SUPPLIED ENTRIES
//! Selected station highlight and camera framing.
//!
//! The coordinator only remembers which station is selected (by id) and
//! where it was last seen. It frames the camera with a fixed vertical offset
//! so the station stays visible above the collapsed panel, and draws a
//! display-only route preview when a location is known.
//!
//! Re-targeting an active navigation session and forcing follow mode to
//! Idle are done by the engine before calling [`StationHighlightCoordinator::select`].

use std::sync::Arc;
use std::time::Duration;

use crate::config::HighlightConfig;
use crate::error::DirectionsError;
use crate::geo::LatLng;
use crate::map::{CameraUpdate, LayerId, MapCommand, MapSurface, MarkerId};
use crate::navigation::DirectionsService;
use crate::station::{Station, StationId};

/// Weak reference to the highlighted station.
#[derive(Debug, Clone, PartialEq)]
pub struct SelectedStation {
    pub id: StationId,
    pub name: String,
    pub position: LatLng,
}

impl From<&Station> for SelectedStation {
    fn from(station: &Station) -> Self {
        Self {
            id: station.id.clone(),
            name: station.name.clone(),
            position: station.position(),
        }
    }
}

/// Display-only route summary for the selected station.
#[derive(Debug, Clone, Copy, PartialEq)]
pub struct RoutePreview {
    pub distance_m: f64,
    pub eta_minutes: u32,
}

pub struct StationHighlightCoordinator {
    config: HighlightConfig,
    directions: Arc<dyn DirectionsService>,
    route_timeout: Duration,
    walking_speed_mps: f64,
    selected: Option<SelectedStation>,
    preview: Option<RoutePreview>,
}

impl StationHighlightCoordinator {
    pub fn new(
        config: HighlightConfig,
        directions: Arc<dyn DirectionsService>,
        route_timeout: Duration,
        walking_speed_mps: f64,
    ) -> Self {
        Self {
            config,
            directions,
            route_timeout,
            walking_speed_mps,
            selected: None,
            preview: None,
        }
    }

    pub fn selected(&self) -> Option<&SelectedStation> {
        self.selected.as_ref()
    }

    pub fn preview(&self) -> Option<RoutePreview> {
        self.preview
    }

    /// Highlight `station` and frame the camera on it.
    ///
    /// With a known `origin` a walking route is fetched for display. A failed
    /// preview is logged and otherwise ignored.
    pub async fn select(
        &mut self,
        station: &Station,
        origin: Option<LatLng>,
        map: &dyn MapSurface,
    ) {
        self.mark(station, map);
        self.reframe(map);

        if let Some(origin) = origin {
            match self.fetch_preview(origin, station.position()).await {
                Ok((preview, geometry)) => {
                    map.apply(MapCommand::AddLine {
                        layer: LayerId::PreviewRoute,
                        geometry,
                    });
                    self.preview = Some(preview);
                }
                Err(e) => {
                    tracing::warn!(station = %station.id, error = %e, "Route preview unavailable");
                }
            }
        }
    }

    async fn fetch_preview(
        &self,
        origin: LatLng,
        destination: LatLng,
    ) -> Result<(RoutePreview, Vec<LatLng>), DirectionsError> {
        let request = self.directions.walking_route(origin, destination);
        let route = tokio::time::timeout(self.route_timeout, request)
            .await
            .map_err(|_| DirectionsError::Timeout(self.route_timeout.as_millis() as u64))??;

        let preview = RoutePreview {
            distance_m: route.total_distance_m,
            eta_minutes: route.eta_minutes(route.total_distance_m, self.walking_speed_mps),
        };
        Ok((preview, route.geometry))
    }

    /// Make `station` the selection and place the highlight marker without
    /// moving the camera.
    pub fn mark(&mut self, station: &Station, map: &dyn MapSurface) {
        self.hide_preview(map);
        let selected = SelectedStation::from(station);
        tracing::info!(station = %selected.id, name = %selected.name, "Station selected");
        map.apply(MapCommand::PlaceMarker {
            id: MarkerId::Highlight,
            position: selected.position,
            heading: None,
        });
        self.selected = Some(selected);
    }

    /// Frame the camera on the selection, offset above the panel.
    pub fn reframe(&self, map: &dyn MapSurface) {
        let Some(selected) = &self.selected else {
            return;
        };
        map.apply(MapCommand::SetCamera(
            CameraUpdate::centered(selected.position, self.config.zoom)
                .with_offset(0.0, -self.config.vertical_offset_px),
        ));
    }

    /// Remove the display-only route, keeping the selection.
    pub fn hide_preview(&mut self, map: &dyn MapSurface) {
        if self.preview.take().is_some() {
            map.apply(MapCommand::RemoveLine(LayerId::PreviewRoute));
        }
    }

    /// Drop the selection and re-center on `recenter_on`.
    pub fn clear(&mut self, recenter_on: LatLng, map: &dyn MapSurface) -> Option<SelectedStation> {
        let selected = self.selected.take()?;
        self.hide_preview(map);
        map.apply(MapCommand::RemoveMarker(MarkerId::Highlight));
        map.apply(MapCommand::SetCamera(CameraUpdate::centered(recenter_on, self.config.zoom)));
        tracing::info!(station = %selected.id, "Station selection cleared");
        Some(selected)
    }

    /// Follow a station's new coordinate after the list was refreshed.
    pub fn update_position(&mut self, station: &Station) {
        if let Some(selected) = self.selected.as_mut().filter(|s| s.id == station.id) {
            selected.position = station.position();
            selected.name = station.name.clone();
        }
    }
}

impl std::fmt::Debug for StationHighlightCoordinator {
    fn fmt(&self, f: &mut std::fmt::Formatter<'_>) -> std::fmt::Result {
        f.debug_struct("StationHighlightCoordinator")
            .field("selected", &self.selected)
            .field("preview", &self.preview)
            .finish()
    }
}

EXERCISE GOAL
Both the first line of the records above and the line containing "and draws a" are to be transcribed exactly, together with every line between them, and nothing else.

ANSWER BOX
//! Selected station highlight and camera framing.
//!
//! The coordinator only remembers which station is selected (by id) and
//! where it was last seen. It frames the camera with a fixed vertical offset
//! so the station stays visible above the collapsed panel, and draws a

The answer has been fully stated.